KUALA LUMPUR (June 22): The FBM KLCI clawed back into positive territory at the midday break amid some choppy trade, while MQ Technology Bhd (MQ Tech) hogged the limelight in the morning session today, becoming the new proxy for the rubber glove stock rally.
In a bourse filing last Friday in response to a news report published by The New Straits Times that MQ Tech was a front runner, alongside Top Glove Corp Bhd, to acquire Latexx Partners, the loss-making company said it had the intention to acquire the glove manufacturer.
At 12.30pm, the KLCI had gained 1.59 points to 1,508.85. The index earlier slipped to a low of 1,502.64.
Losers led gainers by 304 to 300, while 630 counters traded unchanged.
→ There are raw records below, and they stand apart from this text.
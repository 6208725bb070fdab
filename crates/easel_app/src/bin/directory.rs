//! The board directory daemon.
//!
//! Peers register here to advertise boards and to learn what everyone else
//! is sharing. Takes one optional argument, the listen address
//! (default `0.0.0.0:3170`).

use std::net::SocketAddr;
use std::path::Path;

use anyhow::{Context, Result};
use tracing::info;

use easel_net::DirectoryServer;

#[tokio::main]
async fn main() -> Result<()> {
    let _guard = easel_core::logging::init_logging(Path::new("logs"))?;

    let addr: SocketAddr = std::env::args()
        .nth(1)
        .unwrap_or_else(|| "0.0.0.0:3170".to_string())
        .parse()
        .context("Invalid listen address")?;

    let directory = DirectoryServer::bind(addr)
        .await
        .context("Failed to bind directory")?;
    info!("Directory ready on {}", directory.local_addr());

    let shutdown = directory.shutdown_handle();
    let run = tokio::spawn(directory.run());

    tokio::signal::ctrl_c()
        .await
        .context("Failed to listen for shutdown signal")?;
    info!("Interrupt received, stopping directory");
    let _ = shutdown.send(());
    let _ = run.await;
    Ok(())
}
Trading volume was 3.38 billion shares valued at RM1.7 billion.
The gainers included BLD Plantation Bhd, Nestle (Malaysia) Bhd, Supermax Corp Bhd, Telekom Malaysia Bhd (TM), Top Glove, Dutch Lady Milk Industries Bhd and Comfort Gloves Bhd.
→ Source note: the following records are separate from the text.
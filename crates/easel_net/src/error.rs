//! Network error types.

use std::time::Duration;

use easel_core::BoardId;

/// Errors that can occur in the easel_net crate.
///
/// A stale mutation version is deliberately NOT represented here: rejection
/// is a normal protocol outcome (`easel_core::VersionConflict`), not a
/// failure.
#[derive(Debug, thiserror::Error)]
pub enum NetError {
    /// A transport-level error (WebSocket connect/send/receive).
    #[error("Transport error: {0}")]
    Transport(String),

    /// A peer sent a payload that does not match its message kind.
    #[error("Protocol error: {0}")]
    Protocol(String),

    /// No pooled connection exists for the given key.
    #[error("No connection to peer: {0}")]
    UnknownPeer(String),

    /// The board is not in the local registry.
    #[error("Board not found: {0}")]
    BoardNotFound(BoardId),

    /// JSON serialization / deserialization failed.
    #[error("Serialization error: {0}")]
    Serialization(#[from] serde_json::Error),

    /// No directory server is configured for this peer.
    #[error("No directory server configured")]
    NoDirectory,

    /// An operation timed out.
    #[error("Timeout after {0:?}")]
    Timeout(Duration),

    /// The node is not running.
    #[error("Node not running")]
    NotRunning,

    /// An I/O error occurred.
    #[error("I/O error: {0}")]
    Io(#[from] std::io::Error),
}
The actives included MQ Tech, Key Alliance Group Bhd, Minetech Resources Bhd, Green Packet Bhd, Permaju Industries Bhd, Iris Corp Bhd and mTouche Technology Bhd.
The decliners included Allianz Malaysia Bhd, QL Resources Bhd, British American Tobacco (Malaysia) Bhd, Fraser & Neave Holdings Bhd, LPI Capital Bhd, Oriental Holdings Bhd, BIMB Holdings Bhd, G3 Global Bhd and Batu Kawan Bhd.
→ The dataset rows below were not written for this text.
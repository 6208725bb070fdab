//! A whiteboard peer daemon.
//!
//! Reads its configuration from a JSON file (first argument, default
//! `easel.json`), writing the defaults there on first run. With no
//! directory configured the peer runs standalone: boards can be created
//! and edited locally but are not advertised to anyone.

use std::path::{Path, PathBuf};

use anyhow::{Context, Result};
use tracing::info;

use easel_net::{NetConfig, PeerNode};

#[tokio::main]
async fn main() -> Result<()> {
    let _guard = easel_core::logging::init_logging(Path::new("logs"))?;

    let config_path = std::env::args()
        .nth(1)
        .map(PathBuf::from)
        .unwrap_or_else(|| PathBuf::from("easel.json"));
    let config = NetConfig::load_or_default(&config_path);
    if !config_path.exists() {
        if let Err(e) = config.save_to_file(&config_path) {
            tracing::warn!("Could not write default config: {e}");
        }
    }

    let node = PeerNode::new(config);
    node.start().await.context("Failed to start peer")?;
    match node.local_addr() {
        Some(addr) => info!("Peer running as {addr}"),
        None => anyhow::bail!("Peer did not bind"),
    }

    tokio::signal::ctrl_c()
        .await
        .context("Failed to listen for shutdown signal")?;
    info!("Interrupt received, shutting down");
    node.stop().await;
    Ok(())
}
Reuters said US stock futures erased losses and Asian stocks held flat today, trying to shake off worries that rising Covid-19 cases in the US could scupper a quick economic rebound from the massive downturn triggered by the pandemic.
US S&P 500 futures rose 0.4%, having erased early losses of 1.05%, while Japan's Nikkei also eked out gains of 0.1%, similarly recovering from early losses, it said.
Kenanga Research said that last Friday, Asian stock markets ended mostly higher in spite of rising concerns surrounding the possibility of a second wave of Covid-19 infections.
It said back home, the KLCI rose 2.35 points (+0.16%) to finish at 1,507.26.
“Following the formation of a 'golden cross', the index managed to close the gap that was opened during the mid-March market meltdown, which sees it now trading above all of its key SMAs (simple moving averages).
“On the chart, our support levels are identified at 1,450 (S1) and 1,410 (S2).
“On the upside, our resistance levels are at 1,530 (R1) and 1,590 (R2),” it said.